Cloning and analysis of chlorophyllase gene in Pachira macrocarpa

• Main Authors: Chiao-Hui Liu, 劉巧慧
• Other Authors: Chi-Min Yang
• Format: Others
• Language: zh-TW
• Published: 2009
• Online Access: http://ndltd.ncl.edu.tw/handle/93374887522002925843

碩士 === 中國文化大學 === 生物科技研究所 === 97 === Chlorophyllase (chlorophyll-chlorophyllido hydrolase, Chlase; EC 3.1.1.14), which catalyzes the hydrolysis of Chl to yield chlorophyllide and phytol, is thought to be the first enzyme in the Chl-degradation pathway. The objectives of this study were to clone the Chlase gene from Pachira macrocarpa, explore its molecular structure and physico-chemical characteristics, and understand its physiological function in leaf and fruit. Two Chlase Pachira macrocarpa genes PmCLH1, PmCLH2 were cloned using RACE(Rapid Amplification of cDNA Ends). The full-length cDNA of these two clones are 1189 and 1309 bps, respectively, and they can be translated into 339 and 314 amino acids, separately. PmCLHs RNA was not transcriptionally induced in all tissues. The expression level of PmCLH1 RNA in young leaf was significantly higher than that of old leaf and stem . However, PmCLH2 gene transcripts in old leaf were significantly higher than young leaf and stem. Expression of the PmCLH1 gene was significantly induced in young leaf compared to PmCLH2 gene. Manufactured using a rabbit polyclonal antibody and PmCLH1 recombinant protein were clearly recognized in leaves by Western blot analysis, compared to PmCLH2. PmCLH 1 antibodies can be recognized by the three major signals in the young leaves and one major signal in the old leaves at molecular weight 31 kDa. PmCLH1 may exist in the chloroplast of the inner membrane using LHCⅡb antibody as a control group.
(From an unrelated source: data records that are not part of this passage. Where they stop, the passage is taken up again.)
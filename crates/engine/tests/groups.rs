use chrono::NaiveDate;
use sea_orm::{Database, DatabaseConnection, EntityTrait};

use engine::{Engine, LedgerError, Money, Role, Session};
use migration::MigratorTrait;

async fn engine_with_db() -> (Engine, DatabaseConnection, Session) {
    let db = Database::connect("sqlite::memory:").await.unwrap();
    migration::Migrator::up(&db, None).await.unwrap();
    let engine = Engine::builder().database(db.clone()).build();
    let admin = engine.login("admin", "admin").await.unwrap();
    (engine, db, admin)
}

async fn new_user(engine: &Engine, admin: &Session, name: &str) -> Session {
    engine
        .add_user(admin, name, "password", Role::User)
        .await
        .unwrap();
    engine.login(name, "password").await.unwrap()
}

fn date(s: &str) -> NaiveDate {
    NaiveDate::parse_from_str(s, "%Y-%m-%d").unwrap()
}

async fn seed_taxonomy(engine: &Engine, admin: &Session) {
    engine.add_category(admin, "food").await.unwrap();
    engine.add_payment_method(admin, "cash").await.unwrap();
}

/// alice creates "trip" with bob and carol as members, taxonomy seeded.
async fn trip_group(engine: &Engine, admin: &Session) -> (Session, Session, Session) {
    seed_taxonomy(engine, admin).await;
    let alice = new_user(engine, admin, "alice").await;
    let bob = new_user(engine, admin, "bob").await;
    let carol = new_user(engine, admin, "carol").await;
    engine
        .create_group(&alice, "trip", Some("summer trip"))
        .await
        .unwrap();
    engine
        .add_user_to_group(&alice, "bob", "trip")
        .await
        .unwrap();
    engine
        .add_user_to_group(&alice, "carol", "trip")
        .await
        .unwrap();
    (alice, bob, carol)
}

#[tokio::test]
async fn equal_split_reconciles_with_remainder_on_first_named() {
    let (engine, _db, admin) = engine_with_db().await;
    let (alice, _bob, _carol) = trip_group(&engine, &admin).await;

    // 100.00 over three participants: 33.34 + 33.33 + 33.33.
    engine
        .add_group_expense(
            &alice,
            Money::new(10_000),
            "trip",
            "food",
            "cash",
            date("2026-06-01"),
            Some("dinner"),
            &[],
            &["bob".to_string(), "carol".to_string()],
        )
        .await
        .unwrap();

    let rows = engine.list_group_expenses(&alice, "trip", &[]).await.unwrap();
    assert_eq!(rows.len(), 1);
    let splits = &rows[0].splits;
    assert_eq!(splits.len(), 3);
    assert_eq!(
        splits.iter().map(|(_, share)| share.minor()).sum::<i64>(),
        10_000
    );
    let bob_share = splits
        .iter()
        .find(|(name, _)| name == "bob")
        .map(|(_, share)| share.minor())
        .unwrap();
    assert_eq!(bob_share, 3_334);
}

#[tokio::test]
async fn membership_closure_rejects_non_member_participant() {
    let (engine, _db, admin) = engine_with_db().await;
    let (alice, _bob, _carol) = trip_group(&engine, &admin).await;
    new_user(&engine, &admin, "dave").await;

    // dave exists globally but is not in "trip".
    let err = engine
        .add_group_expense(
            &alice,
            Money::new(1_000),
            "trip",
            "food",
            "cash",
            date("2026-06-01"),
            None,
            &[],
            &["dave".to_string()],
        )
        .await
        .unwrap_err();
    assert!(matches!(err, LedgerError::Consistency(_)));

    let rows = engine.list_group_expenses(&alice, "trip", &[]).await.unwrap();
    assert!(rows.is_empty());
}

#[tokio::test]
async fn group_expense_needs_two_participants() {
    let (engine, _db, admin) = engine_with_db().await;
    let (alice, _bob, _carol) = trip_group(&engine, &admin).await;

    let err = engine
        .add_group_expense(
            &alice,
            Money::new(1_000),
            "trip",
            "food",
            "cash",
            date("2026-06-01"),
            None,
            &[],
            &[],
        )
        .await
        .unwrap_err();
    assert!(matches!(err, LedgerError::Consistency(_)));
}

#[tokio::test]
async fn creator_is_always_a_participant() {
    let (engine, _db, admin) = engine_with_db().await;
    let (alice, bob, _carol) = trip_group(&engine, &admin).await;

    // bob names only alice; bob joins the split anyway.
    engine
        .add_group_expense(
            &bob,
            Money::new(2_000),
            "trip",
            "food",
            "cash",
            date("2026-06-02"),
            None,
            &[],
            &["alice".to_string()],
        )
        .await
        .unwrap();

    let rows = engine.list_group_expenses(&alice, "trip", &[]).await.unwrap();
    let mut names: Vec<&str> = rows[0].splits.iter().map(|(n, _)| n.as_str()).collect();
    names.sort_unstable();
    assert_eq!(names, vec!["alice", "bob"]);
    assert_eq!(rows[0].created_by, "bob");
}

#[tokio::test]
async fn non_member_cannot_touch_group() {
    let (engine, _db, admin) = engine_with_db().await;
    let (_alice, _bob, _carol) = trip_group(&engine, &admin).await;
    let dave = new_user(&engine, &admin, "dave").await;

    let expense = engine
        .add_group_expense(
            &dave,
            Money::new(1_000),
            "trip",
            "food",
            "cash",
            date("2026-06-01"),
            None,
            &[],
            &[],
        )
        .await
        .unwrap_err();
    assert!(matches!(expense, LedgerError::Forbidden(_)));

    let listing = engine.list_group_expenses(&dave, "trip", &[]).await.unwrap_err();
    assert!(matches!(listing, LedgerError::Forbidden(_)));

    assert!(!engine.check_group_permission(&dave, "trip").await.unwrap());
}

#[tokio::test]
async fn admin_override_flag_gates_admin_access() {
    let db = Database::connect("sqlite::memory:").await.unwrap();
    migration::Migrator::up(&db, None).await.unwrap();

    let permissive = Engine::builder().database(db.clone()).build();
    let strict = Engine::builder()
        .database(db.clone())
        .admin_group_override(false)
        .build();

    let admin = permissive.login("admin", "admin").await.unwrap();
    let alice = new_user(&permissive, &admin, "alice").await;
    permissive
        .create_group(&alice, "trip", None)
        .await
        .unwrap();

    assert!(permissive
        .check_group_permission(&admin, "trip")
        .await
        .unwrap());
    assert!(!strict.check_group_permission(&admin, "trip").await.unwrap());

    let err = strict
        .list_group_expenses(&admin, "trip", &[])
        .await
        .unwrap_err();
    assert!(matches!(err, LedgerError::Forbidden(_)));
}

#[tokio::test]
async fn delete_group_cascades_to_expenses_and_splits() {
    let (engine, db, admin) = engine_with_db().await;
    let (alice, _bob, _carol) = trip_group(&engine, &admin).await;

    engine
        .add_group_expense(
            &alice,
            Money::new(3_000),
            "trip",
            "food",
            "cash",
            date("2026-06-03"),
            None,
            &["holiday".to_string()],
            &["bob".to_string()],
        )
        .await
        .unwrap();

    engine.delete_group(&alice, "trip").await.unwrap();

    assert!(engine::groups::Entity::find().all(&db).await.unwrap().is_empty());
    assert!(engine::group_expenses::Entity::find()
        .all(&db)
        .await
        .unwrap()
        .is_empty());
    assert!(engine::group_expense_tags::Entity::find()
        .all(&db)
        .await
        .unwrap()
        .is_empty());
    assert!(engine::split_shares::Entity::find()
        .all(&db)
        .await
        .unwrap()
        .is_empty());
    assert!(engine::group_memberships::Entity::find()
        .all(&db)
        .await
        .unwrap()
        .is_empty());
}

#[tokio::test]
async fn empty_group_accepts_first_joiner_without_membership() {
    let (engine, _db, admin) = engine_with_db().await;
    let bob = new_user(&engine, &admin, "bob").await;
    let carol = new_user(&engine, &admin, "carol").await;
    let temp = new_user(&engine, &admin, "temp").await;

    engine.create_group(&temp, "club", None).await.unwrap();
    // Deleting the only member leaves the group empty.
    engine.delete_user(&admin, "temp").await.unwrap();

    // bob is not a member, yet the empty group accepts the bootstrap join.
    engine.add_user_to_group(&bob, "bob", "club").await.unwrap();

    // With a member present the usual gate applies again.
    let err = engine
        .add_user_to_group(&carol, "carol", "club")
        .await
        .unwrap_err();
    assert!(matches!(err, LedgerError::Forbidden(_)));
}

#[tokio::test]
async fn duplicate_group_name_is_rejected() {
    let (engine, _db, admin) = engine_with_db().await;
    let alice = new_user(&engine, &admin, "alice").await;

    engine.create_group(&alice, "trip", None).await.unwrap();
    let err = engine.create_group(&alice, "trip", None).await.unwrap_err();
    assert_eq!(err, LedgerError::Duplicate("trip".to_string()));
}

#[tokio::test]
async fn delete_user_refused_while_split_shares_reference_them() {
    let (engine, _db, admin) = engine_with_db().await;
    let (alice, _bob, _carol) = trip_group(&engine, &admin).await;

    engine
        .add_group_expense(
            &alice,
            Money::new(1_000),
            "trip",
            "food",
            "cash",
            date("2026-06-04"),
            None,
            &[],
            &["bob".to_string()],
        )
        .await
        .unwrap();

    let err = engine.delete_user(&admin, "bob").await.unwrap_err();
    assert!(matches!(err, LedgerError::Consistency(_)));

    // bob is still there and can log in.
    engine.login("bob", "password").await.unwrap();
}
Four kinds of the PmCLHs enzyme activity in recombinant protein were constructed, and constructs could catalyze Chls into the Chlides. In addition, the ability of catalytic Chl b activity and substrate specificity in PmCLH1was significantly higher than that of in PmCLH2. Although the amino acid sequence in PmCLHs is similar, the specificity of antibodies between PmCLHs can be distinguished. Therefore, we speculate that PmCLHs in the three-dimensional structure of proteins are different due to the various antigens in the function base and immune specificity of PmCLHs. PmCLH1 in the old leaf was removed after the transit peptide modification. However, most of PmCLH1 in the young leaf were not modified after the completion of the addition.